Tuesday, July 10, 2012

We've safely stowed away the wayback machine

We got home late yesterday and have been playing catch up with a great many things.  Mr. Teeny has left our house a wreck.  CDs flung around the home and not back in their correct jewel cases.  Soiled linens (don't ask with what) wadded up and strewn about the bedrooms.  Cigar ashes abound and burns in the coffee table.

I'm not sure what if anything the following video shows

but it does make me slightly uneasy and very much in search of a good raw bar.

July 10, 1916 -
Charlie Chaplin further develops his 'Tramp' character with the release of  The Vagabond, on this date.

look for this - Charlie loses his hat outside the bar, is seen inside wearing it, then picks it up where he lost it when he leaves.

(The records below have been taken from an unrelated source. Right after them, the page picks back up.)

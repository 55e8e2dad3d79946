//! Mixing grids: for two user colors, compute how they blend with each other and with white or
//! black across a table of ratios, then print, export or show the result.

use std::fmt::Display;

pub mod grid;
pub mod hex;
pub mod mix;
pub mod model;
pub mod preset;
pub mod ratio;
mod render;
pub mod sheet;
mod table;

pub use grid::{Grid, GridConfig};
pub use hex::Rgb;
pub use mix::{Blend, Mixer};
pub use model::{InputState, RenderModel};
pub use ratio::RowScale;
pub use render::show;
pub use sheet::Sheet;
pub use table::Swatches;

#[derive(Debug, thiserror::Error)]
pub enum Error {
  #[error("unknown preset: {0}")]
  UnknownPreset(String),

  #[error("presets are only available with ratio rows")]
  PresetsUnavailable,

  #[error("invalid color {0:?}, expected #RRGGBB")]
  InvalidColor(String),

  #[error("gpu error: {0}")]
  Gpu(String),

  #[error(transparent)]
  Image(#[from] image::ImageError),

  #[error(transparent)]
  Io(#[from] std::io::Error),

  #[error(transparent)]
  Json(#[from] serde_json::Error),

  #[error(transparent)]
  EventLoop(#[from] winit::error::EventLoopError),

  #[error(transparent)]
  Window(#[from] winit::error::OsError),
}

impl Error {
  pub(crate) fn gpu(e: impl Display) -> Self { Error::Gpu(e.to_string()) }
}

pub(crate) trait ResultExt<T> {
  /// Logs the error and drops it.
  fn log_err(self) -> Option<T>;
}

impl<T, E: Display> ResultExt<T> for Result<T, E> {
  fn log_err(self) -> Option<T> {
    match self {
      Ok(v) => Some(v),
      Err(e) => {
        tracing::error!("{e}");
        None
      }
    }
  }
}
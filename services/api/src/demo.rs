use crate::infra::{guess_content_type, seed_roster, InMemoryAuditLog};
use chrono::{Duration, Local, NaiveDate};
use clap::Args;
use std::sync::Arc;
use practicum::error::AppError;
use practicum::lifecycle::{
    Actor, ApplicationRequest, EnterpriseId, Evaluator, FileDraft, LifecycleEngine, LogEntryDraft,
    MemoryStore, Notification, NotificationSink, NotifyError, PositionDraft, StudentId, TeacherId,
};

#[derive(Args, Debug, Default)]
pub(crate) struct DemoArgs {
    /// Internship start date (YYYY-MM-DD). Defaults to today.
    #[arg(long, value_parser = crate::infra::parse_date)]
    pub(crate) start_date: Option<NaiveDate>,
    /// Internship end date (YYYY-MM-DD). Defaults to start_date + 90 days.
    #[arg(long, value_parser = crate::infra::parse_date)]
    pub(crate) end_date: Option<NaiveDate>,
    /// Skip the evaluation portion of the demo.
    #[arg(long)]
    pub(crate) skip_evaluation: bool,
}

/// Notification sink that narrates deliveries on stdout for the CLI demo.
struct PrintingNotifier;

impl NotificationSink for PrintingNotifier {
    fn publish(&self, notification: Notification) -> Result<(), NotifyError> {
        println!(
            "  [notify:{}] to {} -> {}",
            notification.kind.label(),
            notification.recipient.role_label(),
            notification.title
        );
        Ok(())
    }
}

pub(crate) fn run_demo(args: DemoArgs) -> Result<(), AppError> {
    let start_date = args.start_date.unwrap_or_else(|| Local::now().date_naive());
    let end_date = args
        .end_date
        .unwrap_or_else(|| start_date + Duration::days(90));

    let enterprise = EnterpriseId(201);
    let teacher = TeacherId(101);
    let admitted = StudentId(1);
    let declined = StudentId(2);

    let store = Arc::new(MemoryStore::new());
    seed_roster(&store);
    let audit = Arc::new(InMemoryAuditLog::default());
    let engine = LifecycleEngine::new(store, Arc::new(PrintingNotifier), audit.clone());

    println!("Internship lifecycle demo ({start_date} -> {end_date})");

    println!("\nEnterprise {enterprise} posts a position");
    let position = engine.create_position(
        enterprise,
        PositionDraft {
            title: "Platform Engineering Intern".to_string(),
            description: "Help run the placement platform's services".to_string(),
            requirements: Some("Some Rust or Go experience".to_string()),
            total_slots: 2,
            start_date,
            end_date,
        },
    )?;
    println!(
        "- Position #{} open with {} slot(s)",
        position.id, position.available_slots
    );

    println!("\nStudents apply");
    let application = engine.submit_application(
        admitted,
        ApplicationRequest {
            position_id: position.id,
            personal_statement: "I want to work on production systems".to_string(),
            contact_info: "student1@example.edu".to_string(),
        },
    )?;
    let second = engine.submit_application(
        declined,
        ApplicationRequest {
            position_id: position.id,
            personal_statement: "Interested in infrastructure work".to_string(),
            contact_info: "student2@example.edu".to_string(),
        },
    )?;

    println!("\nTeacher {teacher} reviews");
    let outcome = engine.approve_application(application.id, teacher)?;
    let internship = outcome.internship;
    println!(
        "- Application #{} approved, internship #{} created",
        application.id, internship.id
    );
    engine.reject_application(second.id, teacher, "Cohort is oriented toward seniors")?;
    println!("- Application #{} rejected", second.id);

    println!("\nStudent {admitted} works through the placement");
    engine.append_log(
        internship.id,
        Actor::Student(admitted),
        LogEntryDraft {
            content: "Set up the staging environment and shadowed on-call".to_string(),
            log_date: start_date + Duration::days(1),
        },
    )?;
    let report = "weekly-report.pdf";
    engine.register_file(
        internship.id,
        Actor::Student(admitted),
        FileDraft {
            file_name: report.to_string(),
            file_size: 420 * 1024,
            content_type: guess_content_type(report),
        },
    )?;
    let midpoint = start_date + Duration::days(45);
    let view = engine.internship(internship.id, Actor::Student(admitted), midpoint)?;
    println!(
        "- Progress on {midpoint}: {}% ({}/{} days)",
        view.progress.percentage, view.progress.completed_days, view.progress.total_days
    );

    println!("\nReminder and expiry passes");
    let reminder = engine.remind_expiring(end_date - Duration::days(3), 7, None)?;
    println!(
        "- Reminder pass checked {} placement(s), sent {} notice(s)",
        reminder.checked, reminder.sent
    );
    let sweep = engine.sweep_expired(end_date + Duration::days(1), None)?;
    println!("- Expiry sweep moved {} placement(s) to evaluation", sweep.updated);

    if !args.skip_evaluation {
        println!("\nDual evaluation");
        engine.submit_evaluation(
            internship.id,
            Evaluator::Teacher(teacher),
            88,
            Some("Thorough weekly reports".to_string()),
        )?;
        let completed = engine.submit_evaluation(
            internship.id,
            Evaluator::Enterprise(enterprise),
            92,
            Some("Shipped the monitoring migration".to_string()),
        )?;
        if let Some(final_score) = completed.final_score {
            println!("- Final score: {final_score}");
        }
    }

    println!("\nAudit trail");
    for entry in audit.entries() {
        println!("  {} {}", entry.operation.label(), entry.description);
    }

    Ok(())
}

When he escapes from the gypsy, he is hatless at first, but the next shot shows the hat suddenly back in place.

July 10, 1942 -
RKO Radio Pictures released Orson Welles' butchered masterpiece, The Magnificent Ambersons, on this date.

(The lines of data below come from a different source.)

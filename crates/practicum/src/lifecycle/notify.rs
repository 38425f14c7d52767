use serde::{Deserialize, Serialize};

use super::domain::{Actor, EnterpriseId, StudentId, TeacherId};

/// Category tag attached to every outbound notification.
#[derive(Debug, Clone, Copy, PartialEq, Eq, Serialize, Deserialize)]
#[serde(rename_all = "snake_case")]
pub enum NotificationKind {
    ApplicationSubmitted,
    ApplicationApproved,
    ApplicationRejected,
    EvaluationSubmitted,
    InternshipCompleted,
    InternshipExpiring,
    InternshipExpired,
}

impl NotificationKind {
    pub const fn label(self) -> &'static str {
        match self {
            NotificationKind::ApplicationSubmitted => "application_submitted",
            NotificationKind::ApplicationApproved => "application_approved",
            NotificationKind::ApplicationRejected => "application_rejected",
            NotificationKind::EvaluationSubmitted => "evaluation_submitted",
            NotificationKind::InternshipCompleted => "internship_completed",
            NotificationKind::InternshipExpiring => "internship_expiring",
            NotificationKind::InternshipExpired => "internship_expired",
        }
    }
}

/// Message addressed to one party of the lifecycle. The engine collects these
/// during a transaction and publishes them only after the commit succeeds, so
/// delivery problems can never corrupt lifecycle state.
#[derive(Debug, Clone, PartialEq, Serialize, Deserialize)]
pub struct Notification {
    pub recipient: Actor,
    pub title: String,
    pub content: String,
    pub kind: NotificationKind,
}

impl Notification {
    pub fn application_submitted(teacher: TeacherId, position_title: &str) -> Self {
        Self {
            recipient: Actor::Teacher(teacher),
            title: "New internship application awaiting review".to_string(),
            content: format!("A student applied for the position: {position_title}"),
            kind: NotificationKind::ApplicationSubmitted,
        }
    }

    pub fn application_approved_student(student: StudentId, position_title: &str) -> Self {
        Self {
            recipient: Actor::Student(student),
            title: "Internship application approved".to_string(),
            content: format!("Your application was approved for the position: {position_title}"),
            kind: NotificationKind::ApplicationApproved,
        }
    }

    pub fn application_approved_enterprise(enterprise: EnterpriseId, position_title: &str) -> Self {
        Self {
            recipient: Actor::Enterprise(enterprise),
            title: "New intern placed".to_string(),
            content: format!("A student's application was approved for the position: {position_title}"),
            kind: NotificationKind::ApplicationApproved,
        }
    }

    pub fn application_rejected(student: StudentId, position_title: &str, reason: &str) -> Self {
        Self {
            recipient: Actor::Student(student),
            title: "Internship application rejected".to_string(),
            content: format!(
                "Your application for the position {position_title} was rejected. Reason: {reason}"
            ),
            kind: NotificationKind::ApplicationRejected,
        }
    }

    pub fn evaluation_submitted(student: StudentId, evaluator_role: &str, score: u8) -> Self {
        Self {
            recipient: Actor::Student(student),
            title: format!("New {evaluator_role} evaluation recorded"),
            content: format!("An evaluation of your internship was submitted with score {score}"),
            kind: NotificationKind::EvaluationSubmitted,
        }
    }

    pub fn internship_completed(student: StudentId, final_score: f32) -> Self {
        Self {
            recipient: Actor::Student(student),
            title: "Internship evaluation complete".to_string(),
            content: format!("Both evaluations are in. Final score: {final_score}"),
            kind: NotificationKind::InternshipCompleted,
        }
    }

    pub fn internship_expired_student(student: StudentId, position_title: &str) -> Self {
        Self {
            recipient: Actor::Student(student),
            title: "Internship period ended".to_string(),
            content: format!(
                "Your internship for the position {position_title} has ended. Evaluations are now open."
            ),
            kind: NotificationKind::InternshipExpired,
        }
    }

    pub fn internship_expired_teacher(teacher: TeacherId, position_title: &str) -> Self {
        Self {
            recipient: Actor::Teacher(teacher),
            title: "Student internship ended, evaluation due".to_string(),
            content: format!(
                "A supervised internship for the position {position_title} has ended. Please submit your evaluation."
            ),
            kind: NotificationKind::InternshipExpired,
        }
    }

    pub fn internship_expiring_student(
        student: StudentId,
        position_title: &str,
        days_remaining: i64,
    ) -> Self {
        Self {
            recipient: Actor::Student(student),
            title: "Internship ending soon".to_string(),
            content: format!(
                "Your internship for the position {position_title} ends in {days_remaining} day(s)."
            ),
            kind: NotificationKind::InternshipExpiring,
        }
    }

    pub fn internship_expiring_teacher(
        teacher: TeacherId,
        position_title: &str,
        days_remaining: i64,
    ) -> Self {
        Self {
            recipient: Actor::Teacher(teacher),
            title: "Student internship ending soon".to_string(),
            content: format!(
                "A supervised internship for the position {position_title} ends in {days_remaining} day(s)."
            ),
            kind: NotificationKind::InternshipExpiring,
        }
    }
}

/// Delivery failure for the notification channel.
#[derive(Debug, thiserror::Error)]
pub enum NotifyError {
    #[error("notification transport unavailable: {0}")]
    Transport(String),
}

/// Outbound notification channel. Best-effort: the engine logs and swallows
/// failures rather than failing the lifecycle operation that triggered them.
pub trait NotificationSink: Send + Sync {
    fn publish(&self, notification: Notification) -> Result<(), NotifyError>;

    fn publish_many(&self, notifications: Vec<Notification>) -> Result<(), NotifyError> {
        for notification in notifications {
            self.publish(notification)?;
        }
        Ok(())
    }
}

Orson Welles suspected that author Booth Tarkington based the lead character George on Welles himself for a variety of reasons: Tarkington was a friend of the Welles family, Welles had a reputation for being a spoiled, difficult child and Welles's full name was George Orson Welles, so he was called George or Georgie while growing up.

July 10, 1965 -
The Rolling Stones topped the pop-music charts with (I Can't Get No) Satisfaction, on this date.

Mick Jagger wrote all the lyrics except the line "Can't get no satisfaction." The lyrics deal with what Jagger saw as the two sides of America, the real and phony. He sang about a man looking for authenticity but not being able to find it. Jagger experienced the vast commercialism of America in a big way on their tours, and later learned to exploit it, as The Rolling Stones made truckloads of money through sponsorships and merchandising in the US.

Today in History:
July 10, 1958 -
The first parking meter was installed in England on this date in 1958, along with the second through 625th. It took nearly two dozen years for the parking meter to travel across the Atlantic: the first American parking meter had been installed in Oklahoma City on July 16, 1935.

It was invented by Oklahoma City's Carl C. Magee, the head of that city's chamber of commerce, as part of an effort to free more parking spaces for daytime shoppers. Downtown parking spaces had typically been taken by office workers who left their cars parked on the street all day, making it difficult for shoppers to find open spaces and thereby causing incalculable pain and suffering. (Double-parking was not invented until 1963.)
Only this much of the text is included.